I believe that is the genesis of this question; people who took pride in their creation of a LibGuide first attributed to them are now seeing (implied) authorship (seemingly) attributed to another. I have to admit, whether I owned it or not, that would sting a little. Writing, even if it’s for your job, can be a very personal endeavor.
This seems entirely due to the design of the interface. Between you, me, and the Internet, it seems like a needless and utterly solvable problem. And while not necessarily a legal issue (although if the former employee owns their work, it could be) it strikes me as a serious ethics/integrity/relationships issue.
Authorship is something people take seriously, especially in the arenas of academia and publishing—worlds in which librarians play an essential role.
How can this be solved?
First, LibGuides might want to think this through and develop a solution. But until then, libraries using LibGuides should assess their legal position (do they own their employees’ work under the “default rule”? Or does a contract or policy say otherwise?) and, think how this phenomenon rests with their values. On the flip side, librarians who create a great LibGuide and then want to move on in their professional careers should pay attention to who is the LibGuide’s “owner” and be mindful that a LibGuide owned by their employer will not always be in their name. Further, the mutable nature of LibGuides (they are designed to be updated, altered and changed) means you might not always want to be associated with what the Guide turns into!
Thanks for a great question.
 As a rule, I try to avoid snark and sarcasm in the “Ask the Lawyer” service. Such rhetoric doesn’t age well, and there are defter ways to be funny. That said, this one deserves some snark. Thirty days, and then potentially thousands of dollars of your assets are lost?
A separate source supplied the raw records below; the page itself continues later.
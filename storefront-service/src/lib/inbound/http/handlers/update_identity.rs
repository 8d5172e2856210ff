use axum::extract::Path;
use axum::extract::State;
use axum::http::StatusCode;
use axum::Extension;
use axum::Json;
use serde::Deserialize;

use crate::domain::identity::errors::IdentityError;
use crate::domain::identity::models::DisplayName;
use crate::domain::identity::models::EmailAddress;
use crate::domain::identity::models::IdentityId;
use crate::domain::identity::models::UpdateIdentityCommand;
use crate::domain::identity::ports::AuthServicePort;
use crate::inbound::http::handlers::ApiError;
use crate::inbound::http::handlers::ApiSuccess;
use crate::inbound::http::handlers::IdentityResponseData;
use crate::inbound::http::middleware::AuthenticatedUser;
use crate::inbound::http::router::AppState;

/// HTTP request body for updating an identity (raw JSON)
#[derive(Debug, Deserialize)]
pub struct UpdateIdentityRequest {
    pub email: Option<String>,
    pub name: Option<String>,
    pub password: Option<String>,
}

impl UpdateIdentityRequest {
    fn try_into_command(self) -> Result<UpdateIdentityCommand, IdentityError> {
        let email = self.email.map(EmailAddress::new).transpose()?;
        let display_name = self.name.map(DisplayName::new).transpose()?;

        Ok(UpdateIdentityCommand {
            email,
            display_name,
            password: self.password,
        })
    }
}

pub async fn update_identity(
    State(state): State<AppState>,
    Extension(user): Extension<AuthenticatedUser>,
    Path(id): Path<String>,
    Json(req): Json<UpdateIdentityRequest>,
) -> Result<ApiSuccess<IdentityResponseData>, ApiError> {
    let identity_id = IdentityId::from_string(&id).map_err(IdentityError::from)?;
    user.ensure_self_or_owner(&identity_id)?;
    let command = req.try_into_command()?;

    state
        .auth_service
        .update_identity(&identity_id, command)
        .await
        .map_err(ApiError::from)
        .map(|ref identity| ApiSuccess::new(StatusCode::OK, identity.into()))
}
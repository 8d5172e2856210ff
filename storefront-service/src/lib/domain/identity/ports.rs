use async_trait::async_trait;

use crate::domain::identity::errors::IdentityError;
use crate::domain::identity::models::AuthToken;
use crate::domain::identity::models::DisplayName;
use crate::domain::identity::models::EmailAddress;
use crate::domain::identity::models::Identity;
use crate::domain::identity::models::IdentityId;
use crate::domain::identity::models::LoginCommand;
use crate::domain::identity::models::NewIdentity;
use crate::domain::identity::models::RegisterCommand;
use crate::domain::identity::models::SafeIdentityView;
use crate::domain::identity::models::UpdateIdentityCommand;

/// Port for registration, login and identity management.
#[async_trait]
pub trait AuthServicePort: Send + Sync + 'static {
    /// Self-register a new identity. The stored role is always GUEST.
    ///
    /// # Arguments
    /// * `command` - Validated email and display name, raw password, requested role
    ///
    /// # Returns
    /// Safe view of the created identity
    ///
    /// # Errors
    /// * `RoleEscalationDenied` - OWNER was requested
    /// * `WeakPassword` - Password violates the policy
    /// * `DuplicateEmail` - Email is already registered
    /// * `DatabaseError` - Database operation failed
    async fn register(&self, command: RegisterCommand) -> Result<SafeIdentityView, IdentityError>;

    /// Verify credentials and issue an access token.
    ///
    /// # Errors
    /// * `InvalidCredentials` - Unknown email or wrong password (indistinguishable)
    /// * `DatabaseError` - Database operation failed
    async fn login(&self, command: LoginCommand) -> Result<AuthToken, IdentityError>;

    /// Retrieve identity by unique identifier.
    ///
    /// # Errors
    /// * `NotFound` - Identity does not exist
    /// * `DatabaseError` - Database operation failed
    async fn get_identity(&self, id: &IdentityId) -> Result<SafeIdentityView, IdentityError>;

    /// Partially update an identity. A new password is re-validated and re-hashed.
    ///
    /// # Errors
    /// * `NotFound` - Identity does not exist
    /// * `WeakPassword` - New password violates the policy
    /// * `DuplicateEmail` - New email is already registered
    /// * `DatabaseError` - Database operation failed
    async fn update_identity(
        &self,
        id: &IdentityId,
        command: UpdateIdentityCommand,
    ) -> Result<SafeIdentityView, IdentityError>;

    /// Delete an identity.
    ///
    /// # Errors
    /// * `NotFound` - Identity does not exist
    /// * `DatabaseError` - Database operation failed
    async fn delete_identity(&self, id: &IdentityId) -> Result<(), IdentityError>;

    /// Create an OWNER identity. Out-of-band provisioning only; never routed over HTTP.
    ///
    /// # Errors
    /// * `WeakPassword` - Password violates the policy
    /// * `DuplicateEmail` - Email is already registered
    /// * `DatabaseError` - Database operation failed
    async fn provision_owner(
        &self,
        email: EmailAddress,
        display_name: DisplayName,
        password: String,
    ) -> Result<SafeIdentityView, IdentityError>;
}

/// Persistence operations for the identity aggregate.
///
/// Implementations own email uniqueness: `insert` and `update` must fail with
/// `DuplicateEmail` when another identity already holds the email.
#[async_trait]
pub trait IdentityRepository: Send + Sync + 'static {
    /// Look up by email, without the password hash.
    ///
    /// # Errors
    /// * `DatabaseError` - Database operation failed
    async fn find_by_email(&self, email: &str) -> Result<Option<SafeIdentityView>, IdentityError>;

    /// Look up by email including the password hash. Only login uses this.
    ///
    /// # Errors
    /// * `DatabaseError` - Database operation failed
    async fn find_by_email_with_secret(&self, email: &str)
        -> Result<Option<Identity>, IdentityError>;

    /// Retrieve identity by identifier.
    ///
    /// # Errors
    /// * `DatabaseError` - Database operation failed
    async fn find_by_id(&self, id: &IdentityId) -> Result<Option<Identity>, IdentityError>;

    /// Persist a new identity, stamping `created_at` and `updated_at`.
    ///
    /// # Errors
    /// * `DuplicateEmail` - Email is already registered
    /// * `DatabaseError` - Database operation failed
    async fn insert(&self, identity: NewIdentity) -> Result<Identity, IdentityError>;

    /// Overwrite an existing identity, stamping `updated_at`.
    ///
    /// # Errors
    /// * `NotFound` - Identity does not exist
    /// * `DuplicateEmail` - New email is already registered
    /// * `DatabaseError` - Database operation failed
    async fn update(&self, identity: Identity) -> Result<Identity, IdentityError>;

    /// Remove identity from storage.
    ///
    /// # Errors
    /// * `NotFound` - Identity does not exist
    /// * `DatabaseError` - Database operation failed
    async fn delete(&self, id: &IdentityId) -> Result<(), IdentityError>;
}
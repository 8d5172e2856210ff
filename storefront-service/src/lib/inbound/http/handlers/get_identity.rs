use axum::extract::Path;
use axum::extract::State;
use axum::http::StatusCode;
use axum::Extension;

use super::ApiError;
use super::ApiSuccess;
use super::IdentityResponseData;
use crate::domain::identity::errors::IdentityError;
use crate::domain::identity::models::IdentityId;
use crate::domain::identity::ports::AuthServicePort;
use crate::inbound::http::middleware::AuthenticatedUser;
use crate::inbound::http::router::AppState;

pub async fn get_identity(
    State(state): State<AppState>,
    Extension(user): Extension<AuthenticatedUser>,
    Path(id): Path<String>,
) -> Result<ApiSuccess<IdentityResponseData>, ApiError> {
    let identity_id = IdentityId::from_string(&id).map_err(IdentityError::from)?;
    user.ensure_self_or_owner(&identity_id)?;

    state
        .auth_service
        .get_identity(&identity_id)
        .await
        .map_err(ApiError::from)
        .map(|ref identity| ApiSuccess::new(StatusCode::OK, identity.into()))
}
use argon2::password_hash::rand_core::OsRng;
use argon2::password_hash::PasswordHash;
use argon2::password_hash::PasswordHasher as Argon2PasswordHasher;
use argon2::password_hash::PasswordVerifier;
use argon2::password_hash::SaltString;
use argon2::Algorithm;
use argon2::Argon2;
use argon2::Params;
use argon2::Version;

use super::errors::PasswordError;

/// Password hashing implementation.
///
/// Provides salted, deliberately slow password hashing (internally uses Argon2id).
/// The work factor is the Argon2 time cost (number of passes over memory).
#[derive(Debug, Clone)]
pub struct PasswordHasher {
    params: Params,
}

impl PasswordHasher {
    /// Create a new password hasher instance.
    ///
    /// # Returns
    /// PasswordHasher instance configured with the Argon2 default parameters
    pub fn new() -> Self {
        Self {
            params: Params::default(),
        }
    }

    /// Create a password hasher with an explicit work factor.
    ///
    /// # Arguments
    /// * `work_factor` - Argon2 time cost, must be at least 1
    ///
    /// # Returns
    /// PasswordHasher using the default memory cost and the given time cost
    ///
    /// # Errors
    /// * `InvalidWorkFactor` - Argon2 rejected the parameter set
    pub fn with_work_factor(work_factor: u32) -> Result<Self, PasswordError> {
        let params = Params::new(
            Params::DEFAULT_M_COST,
            work_factor,
            Params::DEFAULT_P_COST,
            None,
        )
        .map_err(|e| PasswordError::InvalidWorkFactor(e.to_string()))?;

        Ok(Self { params })
    }

    /// Configured work factor.
    pub fn work_factor(&self) -> u32 {
        self.params.t_cost()
    }

    fn argon2(&self) -> Argon2<'static> {
        Argon2::new(Algorithm::Argon2id, Version::V0x13, self.params.clone())
    }

    /// Hash a plaintext password securely.
    ///
    /// Uses Argon2id with random salt generation, so hashing the same input
    /// twice yields different outputs.
    ///
    /// # Arguments
    /// * `password` - Plaintext password to hash
    ///
    /// # Returns
    /// PHC string format hash (includes algorithm, parameters, salt, and hash)
    ///
    /// # Errors
    /// * `HashingFailed` - Password hashing operation failed
    pub fn hash(&self, password: &str) -> Result<String, PasswordError> {
        let salt = SaltString::generate(&mut OsRng);

        self.argon2()
            .hash_password(password.as_bytes(), &salt)
            .map(|hash| hash.to_string())
            .map_err(|e| PasswordError::HashingFailed(e.to_string()))
    }

    /// Verify a password against a stored hash.
    ///
    /// Parameters are read back from the PHC string, so hashes produced with an
    /// older work factor still verify. The digest comparison is constant time.
    ///
    /// # Arguments
    /// * `password` - Plaintext password to verify
    /// * `hash` - Stored password hash in PHC string format
    ///
    /// # Returns
    /// True if password matches, false otherwise
    ///
    /// # Errors
    /// * `VerificationFailed` - Hash format is invalid
    pub fn verify(&self, password: &str, hash: &str) -> Result<bool, PasswordError> {
        let parsed_hash = PasswordHash::new(hash).map_err(|e| {
            PasswordError::VerificationFailed(format!("Invalid password hash: {}", e))
        })?;

        Ok(self
            .argon2()
            .verify_password(password.as_bytes(), &parsed_hash)
            .is_ok())
    }
}

impl Default for PasswordHasher {
    fn default() -> Self {
        Self::new()
    }
}
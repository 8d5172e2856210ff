use thiserror::Error;

/// Error type for password operations.
#[derive(Debug, Clone, Error)]
pub enum PasswordError {
    #[error("Invalid work factor: {0}")]
    InvalidWorkFactor(String),

    #[error("Password hashing failed: {0}")]
    HashingFailed(String),

    #[error("Password verification failed: {0}")]
    VerificationFailed(String),
}
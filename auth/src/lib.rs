//! Authentication utilities library
//!
//! Provides the credential and token primitives used by the storefront service:
//! - Password strength policy
//! - Password hashing (Argon2id, configurable work factor)
//! - JWT token issuance and verification with a closed claim set
//! - Authentication coordination
//!
//! Nothing here performs I/O; persistence and request handling live in the service.
//!
//! # Examples
//!
//! ## Password Policy
//! ```
//! use auth::{PasswordPolicy, PasswordViolation};
//!
//! let validation = PasswordPolicy::validate("Weak1");
//! assert!(validation.violations().contains(&PasswordViolation::TooShort));
//! assert!(PasswordPolicy::validate("Strong1!").is_valid());
//! ```
//!
//! ## Password Hashing
//! ```
//! use auth::PasswordHasher;
//!
//! let hasher = PasswordHasher::with_work_factor(1).unwrap();
//! let hash = hasher.hash("Strong1!").unwrap();
//! assert!(hasher.verify("Strong1!", &hash).unwrap());
//! ```
//!
//! ## JWT Tokens
//! ```
//! use auth::{JwtHandler, JwtSettings, Role, TokenSubject};
//! use chrono::Duration;
//!
//! let handler = JwtHandler::new(&JwtSettings::new(
//!     "secret_key_at_least_32_bytes_long!",
//!     Duration::hours(1),
//! ));
//! let token = handler
//!     .issue(TokenSubject {
//!         id: "user123".to_string(),
//!         email: "alice@example.com".to_string(),
//!         name: "Alice".to_string(),
//!         role: Role::Guest,
//!     })
//!     .unwrap();
//! let claims = handler.verify(&token).unwrap();
//! assert_eq!(claims.role, Role::Guest);
//! ```

pub mod authenticator;
pub mod jwt;
pub mod password;
pub mod role;

// Re-export commonly used items
pub use authenticator::AuthenticationError;
pub use authenticator::AuthenticationResult;
pub use authenticator::Authenticator;
pub use jwt::Claims;
pub use jwt::JwtError;
pub use jwt::JwtHandler;
pub use jwt::JwtSettings;
pub use jwt::TokenSubject;
pub use password::PasswordError;
pub use password::PasswordHasher;
pub use password::PasswordPolicy;
pub use password::PasswordValidation;
pub use password::PasswordViolation;
pub use role::Role;
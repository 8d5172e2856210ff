use thiserror::Error;

/// Error for product field validation failures
#[derive(Debug, Clone, Error, PartialEq)]
pub enum ProductValidationError {
    #[error("Product name must not be empty")]
    EmptyName,

    #[error("Category must not be empty")]
    EmptyCategory,

    #[error("Price must be a non-negative number, got {0}")]
    InvalidPrice(f64),
}

/// Top-level error for catalog operations
#[derive(Debug, Clone, Error)]
pub enum ProductError {
    #[error("Invalid product: {0}")]
    Invalid(#[from] ProductValidationError),

    #[error("Invalid product ID: {0}")]
    InvalidProductId(String),

    #[error("Product not found: {0}")]
    NotFound(String),

    #[error("Database error: {0}")]
    DatabaseError(String),
}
Not so great.
 The law reads: “In the case of a work made for hire [which includes “a work prepared by an employee within the scope [their] employment”] the employer or other person for whom the work was prepared is considered the author for purposes of this title, and, unless the parties have expressly agreed otherwise in a written instrument signed by them, owns all of the rights comprised in the copyright.”
 As of March 6, 2020.
 On March 6, 2020, I found these categories on the LibGuides FAQ at ask.springshare.com/libguides/faq/1119#general.
 Hi, SpringShare! I am confident you can fix this!
 For instance, I would create a “Legacy Content and History” option for customers, where the evolving work and chain of authors could be tracked. Of course, that would still put the ultimate fate of the content in the hands of the employer, but it would empower them to maintain good feelings between librarians.